=== Extracted records ===
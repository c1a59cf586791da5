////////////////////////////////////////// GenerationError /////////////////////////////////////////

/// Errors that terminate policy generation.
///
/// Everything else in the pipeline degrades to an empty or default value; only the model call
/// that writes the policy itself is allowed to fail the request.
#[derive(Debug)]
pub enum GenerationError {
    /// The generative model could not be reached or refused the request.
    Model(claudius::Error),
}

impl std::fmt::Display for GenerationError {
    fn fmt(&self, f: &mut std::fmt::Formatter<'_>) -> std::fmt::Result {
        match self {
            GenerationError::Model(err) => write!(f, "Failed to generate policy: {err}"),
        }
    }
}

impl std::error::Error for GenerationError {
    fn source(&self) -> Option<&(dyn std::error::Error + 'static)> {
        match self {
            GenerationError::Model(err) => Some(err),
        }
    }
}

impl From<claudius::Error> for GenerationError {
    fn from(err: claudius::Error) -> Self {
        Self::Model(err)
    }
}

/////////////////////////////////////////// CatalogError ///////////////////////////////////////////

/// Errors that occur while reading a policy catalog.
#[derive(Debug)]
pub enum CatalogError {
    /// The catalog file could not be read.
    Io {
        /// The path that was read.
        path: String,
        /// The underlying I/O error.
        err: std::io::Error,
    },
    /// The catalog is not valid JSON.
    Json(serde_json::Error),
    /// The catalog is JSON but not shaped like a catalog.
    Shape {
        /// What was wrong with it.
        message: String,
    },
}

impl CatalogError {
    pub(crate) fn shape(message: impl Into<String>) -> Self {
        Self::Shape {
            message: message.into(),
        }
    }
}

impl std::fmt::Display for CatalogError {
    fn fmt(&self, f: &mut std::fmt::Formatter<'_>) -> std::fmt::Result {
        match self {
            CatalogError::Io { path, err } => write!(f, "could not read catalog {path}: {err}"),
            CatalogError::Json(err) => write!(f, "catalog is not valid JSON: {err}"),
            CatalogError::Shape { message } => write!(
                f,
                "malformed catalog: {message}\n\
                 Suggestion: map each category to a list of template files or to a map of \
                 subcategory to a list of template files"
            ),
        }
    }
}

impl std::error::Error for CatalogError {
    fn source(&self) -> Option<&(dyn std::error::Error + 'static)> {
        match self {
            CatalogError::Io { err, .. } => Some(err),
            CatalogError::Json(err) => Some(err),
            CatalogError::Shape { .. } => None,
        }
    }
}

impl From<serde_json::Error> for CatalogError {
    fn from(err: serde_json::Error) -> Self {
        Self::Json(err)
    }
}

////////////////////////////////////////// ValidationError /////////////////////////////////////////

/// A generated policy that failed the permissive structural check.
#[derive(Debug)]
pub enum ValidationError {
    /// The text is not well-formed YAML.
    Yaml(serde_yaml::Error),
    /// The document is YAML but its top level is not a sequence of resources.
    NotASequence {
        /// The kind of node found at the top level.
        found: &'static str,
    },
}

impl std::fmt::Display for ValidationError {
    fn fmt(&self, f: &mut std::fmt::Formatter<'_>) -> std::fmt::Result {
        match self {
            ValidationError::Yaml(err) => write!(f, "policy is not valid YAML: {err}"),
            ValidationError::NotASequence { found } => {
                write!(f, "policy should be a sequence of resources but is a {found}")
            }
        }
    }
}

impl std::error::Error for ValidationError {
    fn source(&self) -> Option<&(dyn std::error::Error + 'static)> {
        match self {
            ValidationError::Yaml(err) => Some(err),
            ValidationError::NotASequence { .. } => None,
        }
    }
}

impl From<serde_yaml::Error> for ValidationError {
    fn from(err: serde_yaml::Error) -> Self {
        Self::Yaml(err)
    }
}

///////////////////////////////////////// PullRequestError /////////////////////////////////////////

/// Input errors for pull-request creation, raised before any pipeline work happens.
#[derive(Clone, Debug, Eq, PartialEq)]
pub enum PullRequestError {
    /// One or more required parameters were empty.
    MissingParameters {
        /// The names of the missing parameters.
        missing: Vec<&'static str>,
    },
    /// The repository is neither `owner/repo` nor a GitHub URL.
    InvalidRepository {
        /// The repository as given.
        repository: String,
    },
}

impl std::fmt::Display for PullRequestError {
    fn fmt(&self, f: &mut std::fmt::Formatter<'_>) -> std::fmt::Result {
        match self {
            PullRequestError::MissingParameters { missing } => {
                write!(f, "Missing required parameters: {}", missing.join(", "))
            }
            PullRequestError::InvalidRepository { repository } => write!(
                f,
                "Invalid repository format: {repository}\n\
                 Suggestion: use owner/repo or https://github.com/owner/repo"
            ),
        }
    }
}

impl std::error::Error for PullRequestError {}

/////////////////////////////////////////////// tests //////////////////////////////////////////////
---
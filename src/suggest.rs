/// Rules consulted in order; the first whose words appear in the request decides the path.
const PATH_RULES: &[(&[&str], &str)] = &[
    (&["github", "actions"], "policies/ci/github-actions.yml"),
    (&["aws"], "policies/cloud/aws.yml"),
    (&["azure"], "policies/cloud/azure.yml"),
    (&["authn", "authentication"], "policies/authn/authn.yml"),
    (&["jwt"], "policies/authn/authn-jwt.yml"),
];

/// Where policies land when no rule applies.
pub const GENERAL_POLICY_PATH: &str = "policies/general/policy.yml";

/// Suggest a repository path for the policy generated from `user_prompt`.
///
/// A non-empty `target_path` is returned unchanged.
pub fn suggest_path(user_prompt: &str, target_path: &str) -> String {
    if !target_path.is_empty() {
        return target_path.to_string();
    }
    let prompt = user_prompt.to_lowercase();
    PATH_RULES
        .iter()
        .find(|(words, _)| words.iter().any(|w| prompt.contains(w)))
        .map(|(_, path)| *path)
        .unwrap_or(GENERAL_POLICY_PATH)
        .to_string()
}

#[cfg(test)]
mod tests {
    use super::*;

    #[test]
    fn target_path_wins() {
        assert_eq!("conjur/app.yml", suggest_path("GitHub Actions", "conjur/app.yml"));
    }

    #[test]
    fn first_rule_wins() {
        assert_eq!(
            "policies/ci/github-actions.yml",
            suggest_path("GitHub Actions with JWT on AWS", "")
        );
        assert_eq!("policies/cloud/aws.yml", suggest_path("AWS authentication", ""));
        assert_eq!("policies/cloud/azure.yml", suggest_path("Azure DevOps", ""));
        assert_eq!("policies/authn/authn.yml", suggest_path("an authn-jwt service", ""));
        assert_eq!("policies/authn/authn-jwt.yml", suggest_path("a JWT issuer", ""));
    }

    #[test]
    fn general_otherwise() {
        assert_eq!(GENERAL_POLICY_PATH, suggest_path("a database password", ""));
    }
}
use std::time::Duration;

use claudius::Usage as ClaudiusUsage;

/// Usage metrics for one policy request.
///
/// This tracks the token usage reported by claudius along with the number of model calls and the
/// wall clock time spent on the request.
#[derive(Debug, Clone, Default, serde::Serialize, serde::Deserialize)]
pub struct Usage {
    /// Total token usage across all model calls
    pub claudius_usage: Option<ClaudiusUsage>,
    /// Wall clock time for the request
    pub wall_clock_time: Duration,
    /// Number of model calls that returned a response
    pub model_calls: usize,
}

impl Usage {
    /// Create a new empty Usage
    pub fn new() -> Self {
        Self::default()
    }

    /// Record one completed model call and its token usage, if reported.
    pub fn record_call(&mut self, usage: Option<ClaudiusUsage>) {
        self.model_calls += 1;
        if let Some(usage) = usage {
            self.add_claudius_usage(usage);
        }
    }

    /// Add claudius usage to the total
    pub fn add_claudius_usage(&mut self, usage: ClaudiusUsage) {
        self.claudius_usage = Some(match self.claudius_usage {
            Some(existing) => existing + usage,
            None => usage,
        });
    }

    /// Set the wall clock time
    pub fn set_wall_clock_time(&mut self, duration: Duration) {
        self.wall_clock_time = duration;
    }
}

=== Work item ===
For each line above that carries the word "CatalogError", copy it out.

=== Your solution ===
/////////////////////////////////////////// CatalogError ///////////////////////////////////////////
pub enum CatalogError {
impl CatalogError {
impl std::fmt::Display for CatalogError {
            CatalogError::Io { path, err } => write!(f, "could not read catalog {path}: {err}"),
            CatalogError::Json(err) => write!(f, "catalog is not valid JSON: {err}"),
            CatalogError::Shape { message } => write!(
impl std::error::Error for CatalogError {
            CatalogError::Io { err, .. } => Some(err),
            CatalogError::Json(err) => Some(err),
            CatalogError::Shape { .. } => None,
impl From<serde_json::Error> for CatalogError {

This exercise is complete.